[Records from a collection]
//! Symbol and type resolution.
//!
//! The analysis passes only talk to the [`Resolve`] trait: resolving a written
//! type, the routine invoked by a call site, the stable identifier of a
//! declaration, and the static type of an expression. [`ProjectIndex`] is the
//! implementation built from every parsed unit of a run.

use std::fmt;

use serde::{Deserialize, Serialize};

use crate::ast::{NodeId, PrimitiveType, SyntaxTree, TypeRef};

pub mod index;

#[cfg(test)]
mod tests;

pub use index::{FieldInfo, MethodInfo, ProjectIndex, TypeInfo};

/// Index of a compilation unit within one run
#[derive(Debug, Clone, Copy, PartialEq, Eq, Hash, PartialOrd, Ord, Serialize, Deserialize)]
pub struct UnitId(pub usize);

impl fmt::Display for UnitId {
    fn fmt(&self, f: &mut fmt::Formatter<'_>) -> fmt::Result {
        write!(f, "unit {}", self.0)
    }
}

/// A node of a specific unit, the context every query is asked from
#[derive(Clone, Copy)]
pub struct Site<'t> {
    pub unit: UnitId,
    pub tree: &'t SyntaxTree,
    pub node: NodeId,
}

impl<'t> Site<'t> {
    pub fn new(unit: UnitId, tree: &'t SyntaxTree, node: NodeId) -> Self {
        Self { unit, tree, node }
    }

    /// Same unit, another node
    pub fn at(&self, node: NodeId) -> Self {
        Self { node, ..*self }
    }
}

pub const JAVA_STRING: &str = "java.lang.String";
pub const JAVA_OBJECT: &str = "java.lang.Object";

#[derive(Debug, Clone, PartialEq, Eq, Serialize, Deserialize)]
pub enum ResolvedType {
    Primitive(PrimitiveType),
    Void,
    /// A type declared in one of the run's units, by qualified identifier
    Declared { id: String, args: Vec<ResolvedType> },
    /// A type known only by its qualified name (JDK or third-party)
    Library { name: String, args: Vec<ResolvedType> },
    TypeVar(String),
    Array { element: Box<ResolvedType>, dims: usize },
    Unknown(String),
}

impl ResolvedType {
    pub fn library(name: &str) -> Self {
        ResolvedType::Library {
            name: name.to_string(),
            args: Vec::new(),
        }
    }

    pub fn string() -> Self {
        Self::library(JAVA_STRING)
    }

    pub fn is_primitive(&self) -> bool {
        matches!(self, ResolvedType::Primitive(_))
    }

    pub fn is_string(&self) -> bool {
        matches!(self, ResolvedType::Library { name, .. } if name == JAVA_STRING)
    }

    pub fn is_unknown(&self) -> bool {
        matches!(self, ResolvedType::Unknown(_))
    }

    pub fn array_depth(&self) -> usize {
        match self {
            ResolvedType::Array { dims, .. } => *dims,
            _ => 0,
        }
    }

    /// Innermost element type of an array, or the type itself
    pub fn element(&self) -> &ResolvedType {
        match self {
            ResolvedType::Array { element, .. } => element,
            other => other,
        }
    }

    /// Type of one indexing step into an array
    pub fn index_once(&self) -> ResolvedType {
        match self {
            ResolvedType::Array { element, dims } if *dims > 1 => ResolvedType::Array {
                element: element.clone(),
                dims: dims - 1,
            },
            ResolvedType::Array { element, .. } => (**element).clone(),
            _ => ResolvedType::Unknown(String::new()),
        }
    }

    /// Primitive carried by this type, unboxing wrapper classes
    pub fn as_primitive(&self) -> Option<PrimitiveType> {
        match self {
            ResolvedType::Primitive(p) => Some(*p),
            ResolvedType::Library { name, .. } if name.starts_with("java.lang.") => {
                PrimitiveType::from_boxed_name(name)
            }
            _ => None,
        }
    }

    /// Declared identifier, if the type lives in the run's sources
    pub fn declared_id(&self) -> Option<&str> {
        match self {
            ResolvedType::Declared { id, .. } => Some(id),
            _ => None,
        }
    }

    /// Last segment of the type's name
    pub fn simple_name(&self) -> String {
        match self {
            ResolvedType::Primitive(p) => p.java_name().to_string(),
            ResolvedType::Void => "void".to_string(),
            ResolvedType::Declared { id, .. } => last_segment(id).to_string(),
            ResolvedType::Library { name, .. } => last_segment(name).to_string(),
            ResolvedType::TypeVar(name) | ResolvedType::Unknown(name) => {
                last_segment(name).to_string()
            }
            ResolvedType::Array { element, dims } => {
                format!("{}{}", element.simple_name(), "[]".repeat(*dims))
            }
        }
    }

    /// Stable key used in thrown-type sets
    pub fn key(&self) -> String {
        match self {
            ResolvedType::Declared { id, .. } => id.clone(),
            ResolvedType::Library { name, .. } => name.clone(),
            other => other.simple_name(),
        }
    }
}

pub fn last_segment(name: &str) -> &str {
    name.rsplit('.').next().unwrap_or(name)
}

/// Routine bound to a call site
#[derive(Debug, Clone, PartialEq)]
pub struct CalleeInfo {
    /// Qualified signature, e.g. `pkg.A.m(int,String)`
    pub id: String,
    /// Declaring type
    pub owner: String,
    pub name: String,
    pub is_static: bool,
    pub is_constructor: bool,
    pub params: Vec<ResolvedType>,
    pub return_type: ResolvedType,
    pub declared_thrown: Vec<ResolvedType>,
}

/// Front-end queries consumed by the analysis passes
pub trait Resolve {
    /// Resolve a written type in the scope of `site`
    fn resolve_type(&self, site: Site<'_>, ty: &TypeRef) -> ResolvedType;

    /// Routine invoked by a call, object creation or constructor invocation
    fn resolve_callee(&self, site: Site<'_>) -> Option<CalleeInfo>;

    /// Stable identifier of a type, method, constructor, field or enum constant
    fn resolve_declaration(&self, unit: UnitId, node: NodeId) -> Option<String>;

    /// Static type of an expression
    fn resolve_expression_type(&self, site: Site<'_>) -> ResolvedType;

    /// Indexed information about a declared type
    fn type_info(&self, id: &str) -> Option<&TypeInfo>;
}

● ACTIVITY:
All lines above that include the word "lang" should be located and copied.

● EXERCISE RESULT:
pub const JAVA_STRING: &str = "java.lang.String";
pub const JAVA_OBJECT: &str = "java.lang.Object";
            ResolvedType::Library { name, .. } if name.starts_with("java.lang.") => {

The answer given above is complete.